(Saved data entries)
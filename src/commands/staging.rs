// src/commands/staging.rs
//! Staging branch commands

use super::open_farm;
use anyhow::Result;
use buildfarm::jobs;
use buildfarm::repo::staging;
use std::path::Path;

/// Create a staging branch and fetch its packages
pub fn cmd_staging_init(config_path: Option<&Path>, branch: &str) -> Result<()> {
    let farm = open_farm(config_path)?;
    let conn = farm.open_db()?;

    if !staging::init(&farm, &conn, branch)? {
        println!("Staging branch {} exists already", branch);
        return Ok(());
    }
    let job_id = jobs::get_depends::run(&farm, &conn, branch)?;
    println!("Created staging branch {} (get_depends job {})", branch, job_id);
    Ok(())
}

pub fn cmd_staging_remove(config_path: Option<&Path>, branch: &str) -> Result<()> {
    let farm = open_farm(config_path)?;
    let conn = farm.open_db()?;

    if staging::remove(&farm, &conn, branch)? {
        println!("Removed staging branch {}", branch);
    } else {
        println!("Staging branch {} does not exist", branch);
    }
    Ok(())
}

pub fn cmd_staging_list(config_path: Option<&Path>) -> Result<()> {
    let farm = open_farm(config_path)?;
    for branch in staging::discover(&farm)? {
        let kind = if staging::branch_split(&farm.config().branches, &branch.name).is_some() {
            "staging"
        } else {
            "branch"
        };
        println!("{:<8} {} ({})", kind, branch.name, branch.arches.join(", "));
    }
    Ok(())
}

...

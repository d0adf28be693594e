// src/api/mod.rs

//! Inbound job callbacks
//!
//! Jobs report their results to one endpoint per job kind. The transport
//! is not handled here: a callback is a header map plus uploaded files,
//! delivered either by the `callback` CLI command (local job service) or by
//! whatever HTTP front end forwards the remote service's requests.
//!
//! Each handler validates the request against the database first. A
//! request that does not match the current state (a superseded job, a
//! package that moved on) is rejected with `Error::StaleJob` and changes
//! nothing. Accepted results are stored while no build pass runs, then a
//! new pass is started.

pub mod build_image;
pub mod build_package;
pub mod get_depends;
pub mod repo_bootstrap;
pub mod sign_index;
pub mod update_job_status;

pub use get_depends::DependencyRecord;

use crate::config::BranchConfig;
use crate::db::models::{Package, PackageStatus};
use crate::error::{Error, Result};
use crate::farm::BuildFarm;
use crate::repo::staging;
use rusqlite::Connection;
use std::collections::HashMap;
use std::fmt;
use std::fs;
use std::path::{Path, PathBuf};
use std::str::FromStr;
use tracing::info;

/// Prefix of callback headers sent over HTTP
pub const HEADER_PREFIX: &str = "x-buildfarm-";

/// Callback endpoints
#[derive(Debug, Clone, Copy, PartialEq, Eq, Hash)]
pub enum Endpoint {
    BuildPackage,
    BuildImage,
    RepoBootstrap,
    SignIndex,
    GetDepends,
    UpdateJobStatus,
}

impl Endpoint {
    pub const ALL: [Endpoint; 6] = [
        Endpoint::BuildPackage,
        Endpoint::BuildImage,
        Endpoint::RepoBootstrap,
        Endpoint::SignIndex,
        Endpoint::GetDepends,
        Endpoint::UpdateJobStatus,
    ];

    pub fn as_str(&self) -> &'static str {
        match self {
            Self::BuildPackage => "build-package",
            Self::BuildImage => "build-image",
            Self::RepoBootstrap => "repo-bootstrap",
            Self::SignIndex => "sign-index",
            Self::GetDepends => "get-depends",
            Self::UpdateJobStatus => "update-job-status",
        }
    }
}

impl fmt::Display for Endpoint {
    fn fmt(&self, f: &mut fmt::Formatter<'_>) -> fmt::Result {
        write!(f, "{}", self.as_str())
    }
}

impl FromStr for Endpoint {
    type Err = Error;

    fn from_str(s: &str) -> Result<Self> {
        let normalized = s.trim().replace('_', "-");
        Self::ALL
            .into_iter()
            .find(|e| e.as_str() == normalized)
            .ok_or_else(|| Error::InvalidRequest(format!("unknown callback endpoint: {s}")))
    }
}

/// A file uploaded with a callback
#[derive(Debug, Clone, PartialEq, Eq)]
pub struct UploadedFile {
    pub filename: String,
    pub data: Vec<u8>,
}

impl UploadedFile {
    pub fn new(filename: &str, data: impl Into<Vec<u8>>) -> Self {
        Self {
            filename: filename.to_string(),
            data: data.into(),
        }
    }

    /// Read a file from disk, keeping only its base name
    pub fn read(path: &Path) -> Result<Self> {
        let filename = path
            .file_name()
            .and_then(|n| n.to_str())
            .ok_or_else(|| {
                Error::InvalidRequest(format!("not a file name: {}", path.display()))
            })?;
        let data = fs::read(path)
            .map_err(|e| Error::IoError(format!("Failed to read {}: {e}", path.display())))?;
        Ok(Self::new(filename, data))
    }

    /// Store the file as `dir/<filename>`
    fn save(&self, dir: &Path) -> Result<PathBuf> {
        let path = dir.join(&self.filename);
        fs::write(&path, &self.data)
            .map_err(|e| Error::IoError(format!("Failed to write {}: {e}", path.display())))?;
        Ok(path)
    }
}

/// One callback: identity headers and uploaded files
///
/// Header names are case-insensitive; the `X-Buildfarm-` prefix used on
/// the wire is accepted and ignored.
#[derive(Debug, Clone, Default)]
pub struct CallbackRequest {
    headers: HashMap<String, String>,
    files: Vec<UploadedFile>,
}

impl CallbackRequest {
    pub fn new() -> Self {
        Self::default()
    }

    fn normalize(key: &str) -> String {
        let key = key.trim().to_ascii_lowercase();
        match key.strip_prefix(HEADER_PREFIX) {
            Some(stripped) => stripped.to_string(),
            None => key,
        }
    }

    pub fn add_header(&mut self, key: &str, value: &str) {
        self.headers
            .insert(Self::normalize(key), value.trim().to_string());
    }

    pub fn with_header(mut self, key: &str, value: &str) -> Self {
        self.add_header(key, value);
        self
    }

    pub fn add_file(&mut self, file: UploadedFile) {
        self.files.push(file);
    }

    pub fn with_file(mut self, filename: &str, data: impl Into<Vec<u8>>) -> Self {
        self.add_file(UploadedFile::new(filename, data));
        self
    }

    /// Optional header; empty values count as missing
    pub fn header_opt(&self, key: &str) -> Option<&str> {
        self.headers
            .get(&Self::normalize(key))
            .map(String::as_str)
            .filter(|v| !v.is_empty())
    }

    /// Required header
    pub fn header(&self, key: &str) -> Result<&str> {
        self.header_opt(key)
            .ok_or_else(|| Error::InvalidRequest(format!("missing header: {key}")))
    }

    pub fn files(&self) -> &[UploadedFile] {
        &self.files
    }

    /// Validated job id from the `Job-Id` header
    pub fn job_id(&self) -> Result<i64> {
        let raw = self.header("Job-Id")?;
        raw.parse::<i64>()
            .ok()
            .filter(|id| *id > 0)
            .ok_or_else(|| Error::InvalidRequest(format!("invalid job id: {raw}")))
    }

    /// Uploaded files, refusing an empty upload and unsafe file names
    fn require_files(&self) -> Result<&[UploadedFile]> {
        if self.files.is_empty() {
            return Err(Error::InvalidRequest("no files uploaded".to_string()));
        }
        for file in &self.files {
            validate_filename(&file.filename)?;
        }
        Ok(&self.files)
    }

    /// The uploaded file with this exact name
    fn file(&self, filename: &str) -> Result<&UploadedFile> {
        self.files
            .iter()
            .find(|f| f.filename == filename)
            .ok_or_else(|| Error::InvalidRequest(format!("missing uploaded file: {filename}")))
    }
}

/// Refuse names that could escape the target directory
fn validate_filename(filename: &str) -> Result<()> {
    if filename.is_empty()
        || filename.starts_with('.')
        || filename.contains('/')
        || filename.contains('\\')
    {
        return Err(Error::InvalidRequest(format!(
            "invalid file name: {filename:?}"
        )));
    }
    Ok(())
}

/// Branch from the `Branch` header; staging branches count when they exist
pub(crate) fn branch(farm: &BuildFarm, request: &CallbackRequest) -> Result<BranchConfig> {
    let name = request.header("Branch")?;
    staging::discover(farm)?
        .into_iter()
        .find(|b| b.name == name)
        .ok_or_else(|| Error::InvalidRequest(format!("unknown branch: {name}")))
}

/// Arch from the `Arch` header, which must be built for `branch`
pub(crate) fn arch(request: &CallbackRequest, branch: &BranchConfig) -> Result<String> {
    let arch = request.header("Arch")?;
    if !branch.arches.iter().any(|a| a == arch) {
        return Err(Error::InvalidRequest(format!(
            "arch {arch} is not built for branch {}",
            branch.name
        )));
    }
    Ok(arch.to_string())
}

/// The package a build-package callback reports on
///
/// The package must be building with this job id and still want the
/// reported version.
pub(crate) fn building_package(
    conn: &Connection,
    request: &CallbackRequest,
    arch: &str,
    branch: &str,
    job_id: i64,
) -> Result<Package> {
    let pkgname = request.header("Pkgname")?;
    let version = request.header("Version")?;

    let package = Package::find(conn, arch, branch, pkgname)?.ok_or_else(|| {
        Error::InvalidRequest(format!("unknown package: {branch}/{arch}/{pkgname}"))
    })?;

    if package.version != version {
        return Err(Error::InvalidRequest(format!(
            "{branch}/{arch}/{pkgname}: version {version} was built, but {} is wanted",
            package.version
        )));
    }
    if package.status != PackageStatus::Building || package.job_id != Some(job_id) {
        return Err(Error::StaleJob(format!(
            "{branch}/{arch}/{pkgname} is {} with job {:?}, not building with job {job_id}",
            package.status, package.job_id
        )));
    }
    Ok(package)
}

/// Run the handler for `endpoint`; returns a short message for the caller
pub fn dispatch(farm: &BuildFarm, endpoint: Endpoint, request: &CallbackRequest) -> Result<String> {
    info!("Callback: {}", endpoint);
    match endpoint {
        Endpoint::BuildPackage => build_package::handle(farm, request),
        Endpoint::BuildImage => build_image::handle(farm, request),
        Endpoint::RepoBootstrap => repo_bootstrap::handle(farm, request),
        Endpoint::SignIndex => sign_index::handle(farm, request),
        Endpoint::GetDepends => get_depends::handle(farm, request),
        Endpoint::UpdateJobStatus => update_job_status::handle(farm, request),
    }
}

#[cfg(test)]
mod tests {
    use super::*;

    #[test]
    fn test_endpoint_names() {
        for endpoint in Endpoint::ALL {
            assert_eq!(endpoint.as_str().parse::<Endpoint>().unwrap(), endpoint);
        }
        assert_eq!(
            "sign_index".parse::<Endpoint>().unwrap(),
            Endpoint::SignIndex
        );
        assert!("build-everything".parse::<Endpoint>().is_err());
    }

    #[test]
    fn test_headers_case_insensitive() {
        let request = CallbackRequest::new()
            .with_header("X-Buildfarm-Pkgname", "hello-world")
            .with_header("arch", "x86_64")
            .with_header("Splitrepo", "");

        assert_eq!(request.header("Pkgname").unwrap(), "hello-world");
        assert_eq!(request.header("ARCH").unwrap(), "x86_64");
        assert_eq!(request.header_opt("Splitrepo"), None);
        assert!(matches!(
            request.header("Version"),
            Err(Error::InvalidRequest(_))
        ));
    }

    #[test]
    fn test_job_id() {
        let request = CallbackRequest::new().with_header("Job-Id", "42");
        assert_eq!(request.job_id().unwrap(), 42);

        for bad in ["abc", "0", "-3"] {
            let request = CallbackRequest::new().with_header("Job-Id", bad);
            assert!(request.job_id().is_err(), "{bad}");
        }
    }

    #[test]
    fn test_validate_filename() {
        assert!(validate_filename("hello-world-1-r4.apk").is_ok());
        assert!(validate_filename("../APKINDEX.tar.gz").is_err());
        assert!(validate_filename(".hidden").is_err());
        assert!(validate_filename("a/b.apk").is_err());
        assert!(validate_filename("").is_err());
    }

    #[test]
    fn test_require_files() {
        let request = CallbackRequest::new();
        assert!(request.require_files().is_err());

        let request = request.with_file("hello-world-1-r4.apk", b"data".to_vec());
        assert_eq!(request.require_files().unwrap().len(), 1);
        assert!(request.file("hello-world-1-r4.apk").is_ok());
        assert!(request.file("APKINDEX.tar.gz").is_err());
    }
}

PROBLEM DETAILS
Your answer should be a single number: the count of lines in the entries that contain the word "Connection".

SOLVED EXERCISE
2